(Excerpts from a dataset)
____

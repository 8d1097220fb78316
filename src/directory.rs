// src/directory.rs
//
// Local stand-ins for the account-side collaborators: a roster file for
// teams that maintain one, an automatic directory for plain repositories,
// and a stdout review client for the CLI.

use std::cell::RefCell;
use std::collections::{BTreeMap, BTreeSet, HashMap};
use std::fs::File;
use std::io::BufReader;
use std::path::Path;

use anyhow::Context;
use serde::Deserialize;

use crate::engines::{AccountDirectory, IdentityError, IdentityResolver, ReviewClient, ReviewError};
use crate::model::{Account, AccountId};

#[derive(Debug, Deserialize)]
struct RosterEntry {
    id: u32,
    name: String,
    emails: Vec<String>,
    #[serde(default = "default_active")]
    active: bool,
}

fn default_active() -> bool {
    true
}

/// Identity resolver and account directory backed by a JSON roster file:
/// an array of `{id, name, emails, active}` records.
pub struct RosterDirectory {
    accounts: BTreeMap<AccountId, Account>,
    by_email: HashMap<String, BTreeSet<AccountId>>,
}

impl RosterDirectory {
    pub fn load(path: &Path) -> anyhow::Result<Self> {
        let file = File::open(path)
            .with_context(|| format!("could not open roster {}", path.display()))?;
        let entries: Vec<RosterEntry> = serde_json::from_reader(BufReader::new(file))
            .with_context(|| format!("could not parse roster {}", path.display()))?;
        Ok(Self::from_entries(entries))
    }

    fn from_entries(entries: Vec<RosterEntry>) -> Self {
        let mut accounts = BTreeMap::new();
        let mut by_email: HashMap<String, BTreeSet<AccountId>> = HashMap::new();
        for entry in entries {
            let id = AccountId(entry.id);
            accounts.insert(
                id,
                Account {
                    id,
                    name: entry.name,
                    active: entry.active,
                },
            );
            for email in entry.emails {
                by_email.entry(email).or_default().insert(id);
            }
        }
        Self { accounts, by_email }
    }

    /// Lowest account id registered for an email, used to pin down the
    /// change owner. None if the email is not in the roster.
    pub fn account_for_email(&self, email: &str) -> Option<AccountId> {
        self.by_email.get(email).and_then(|ids| ids.first().copied())
    }
}

impl IdentityResolver for RosterDirectory {
    fn accounts_for_email(&self, email: &str) -> Result<BTreeSet<AccountId>, IdentityError> {
        Ok(self.by_email.get(email).cloned().unwrap_or_default())
    }
}

impl AccountDirectory for RosterDirectory {
    fn get_account(&self, id: AccountId) -> Option<Account> {
        self.accounts.get(&id).cloned()
    }
}

#[derive(Default)]
struct AutoState {
    by_email: HashMap<String, AccountId>,
    names: BTreeMap<AccountId, String>,
    next: u32,
}

/// Mints one active account per distinct author email on first sight.
/// Used when no roster is given; deterministic for a fixed input since
/// accounts are handed out in lookup order.
#[derive(Default)]
pub struct AutoDirectory {
    state: RefCell<AutoState>,
}

impl AutoDirectory {
    pub fn new() -> Self {
        Self::default()
    }

    pub fn account_for_email(&self, email: &str) -> AccountId {
        let mut state = self.state.borrow_mut();
        if let Some(&id) = state.by_email.get(email) {
            return id;
        }
        state.next += 1;
        let id = AccountId(state.next);
        state.by_email.insert(email.to_string(), id);
        state.names.insert(id, email.to_string());
        id
    }
}

impl IdentityResolver for AutoDirectory {
    fn accounts_for_email(&self, email: &str) -> Result<BTreeSet<AccountId>, IdentityError> {
        Ok(BTreeSet::from([self.account_for_email(email)]))
    }
}

impl AccountDirectory for AutoDirectory {
    fn get_account(&self, id: AccountId) -> Option<Account> {
        let state = self.state.borrow();
        state.names.get(&id).map(|email| Account {
            id,
            name: email.clone(),
            active: true,
        })
    }
}

/// Review client for the CLI: reports the selection on stdout instead of
/// talking to a review server.
pub struct StdoutReviewClient<'a> {
    accounts: &'a dyn AccountDirectory,
}

impl<'a> StdoutReviewClient<'a> {
    pub fn new(accounts: &'a dyn AccountDirectory) -> Self {
        Self { accounts }
    }
}

impl ReviewClient for StdoutReviewClient<'_> {
    fn add_reviewers(
        &self,
        change_id: &str,
        reviewers: &BTreeSet<AccountId>,
    ) -> Result<(), ReviewError> {
        if reviewers.is_empty() {
            println!("No reviewers suggested for change {}.", change_id);
            return Ok(());
        }
        println!("Suggested reviewers for change {}:", change_id);
        for id in reviewers {
            match self.accounts.get_account(*id) {
                Some(account) => println!("  {} ({})", account.name, id),
                None => println!("  account {}", id),
            }
        }
        Ok(())
    }
}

____

§ **PROBLEM**
Send back the lines of the records word for word, from the very first through the line containing "let entries: Vec<RosterEntry>".

§ **REPLY TO THE EXERCISE**
repository 8d1097220fb78316
filename src/directory.rs
// src/directory.rs
//
// Local stand-ins for the account-side collaborators: a roster file for
// teams that maintain one, an automatic directory for plain repositories,
// and a stdout review client for the CLI.

use std::cell::RefCell;
use std::collections::{BTreeMap, BTreeSet, HashMap};
use std::fs::File;
use std::io::BufReader;
use std::path::Path;

use anyhow::Context;
use serde::Deserialize;

use crate::engines::{AccountDirectory, IdentityError, IdentityResolver, ReviewClient, ReviewError};
use crate::model::{Account, AccountId};

#[derive(Debug, Deserialize)]
struct RosterEntry {
    id: u32,
    name: String,
    emails: Vec<String>,
    #[serde(default = "default_active")]
    active: bool,
}

fn default_active() -> bool {
    true
}

/// Identity resolver and account directory backed by a JSON roster file:
/// an array of `{id, name, emails, active}` records.
pub struct RosterDirectory {
    accounts: BTreeMap<AccountId, Account>,
    by_email: HashMap<String, BTreeSet<AccountId>>,
}

impl RosterDirectory {
    pub fn load(path: &Path) -> anyhow::Result<Self> {
        let file = File::open(path)
            .with_context(|| format!("could not open roster {}", path.display()))?;
        let entries: Vec<RosterEntry> = serde_json::from_reader(BufReader::new(file))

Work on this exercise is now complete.